Task item ▸ The task calls for the count of lines containing "ProviderManager" in these records, given as a number with no other words.

*** Material to process ***

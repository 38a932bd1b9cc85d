// src/insight.rs
//! Insight extraction engine: turns retrieved transcript spans into a
//! sentiment summary and categorized, confidence-filtered insights via
//! schema-constrained completions.
//!
//! Failure posture: a batch that fails to parse loses only that batch;
//! an unparseable sentiment response falls back to the documented neutral
//! default. Only provider exhaustion propagates, and the orchestrator
//! absorbs that into a degraded stage.

use std::sync::Arc;

use serde::Serialize;
use serde_json::{Map, Value};
use tracing::{info, warn};

use crate::config::ForecastConfig;
use crate::error::ForecastError;
use crate::index::chunk::ChunkCategory;
use crate::index::{RetrievalResult, TranscriptIndex};
use crate::parse::{defaults_from, parse_structured};
use crate::provider::ProviderManager;

#[derive(Debug, Clone, Copy, PartialEq, Eq, Serialize)]
#[serde(rename_all = "lowercase")]
pub enum Tone {
    Positive,
    Negative,
    Neutral,
    Mixed,
}

impl Tone {
    fn from_str_or_neutral(s: &str) -> Self {
        match s.trim().to_lowercase().as_str() {
            "positive" => Tone::Positive,
            "negative" => Tone::Negative,
            "mixed" => Tone::Mixed,
            _ => Tone::Neutral,
        }
    }
}

/// Overall management tone extracted from outlook-tagged spans.
#[derive(Debug, Clone, Serialize)]
pub struct SentimentSummary {
    pub overall_tone: Tone,
    /// 0 (very pessimistic) to 1 (very optimistic).
    pub optimism_score: f32,
    pub key_themes: Vec<String>,
    pub forward_looking_statements: Vec<String>,
}

impl Default for SentimentSummary {
    fn default() -> Self {
        Self {
            overall_tone: Tone::Neutral,
            optimism_score: 0.5,
            key_themes: Vec::new(),
            forward_looking_statements: Vec::new(),
        }
    }
}

/// One extracted, confidence-scored claim.
#[derive(Debug, Clone, Serialize)]
pub struct Insight {
    pub category: ChunkCategory,
    pub text: String,
    /// Always above the configured floor; low-confidence insights are
    /// dropped at extraction time, never surfaced.
    pub confidence: f32,
    pub supporting_quotes: Vec<String>,
    pub source_context: String,
}

/// Complete qualitative stage output.
#[derive(Debug, Clone, Serialize)]
pub struct QualitativeAnalysis {
    pub entity_id: String,
    pub analysis_period: String,
    pub sentiment: SentimentSummary,
    pub business_outlook: Vec<Insight>,
    pub risk_factors: Vec<Insight>,
    pub growth_opportunities: Vec<Insight>,
    pub total_insights: usize,
    /// Arithmetic mean over retained insights; 0 when none exist.
    pub average_confidence: f32,
}

pub struct InsightEngine {
    cfg: ForecastConfig,
    index: Arc<TranscriptIndex>,
    provider: Arc<ProviderManager>,
}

*** End of Material to process ***

Output of the exercise ▸ 2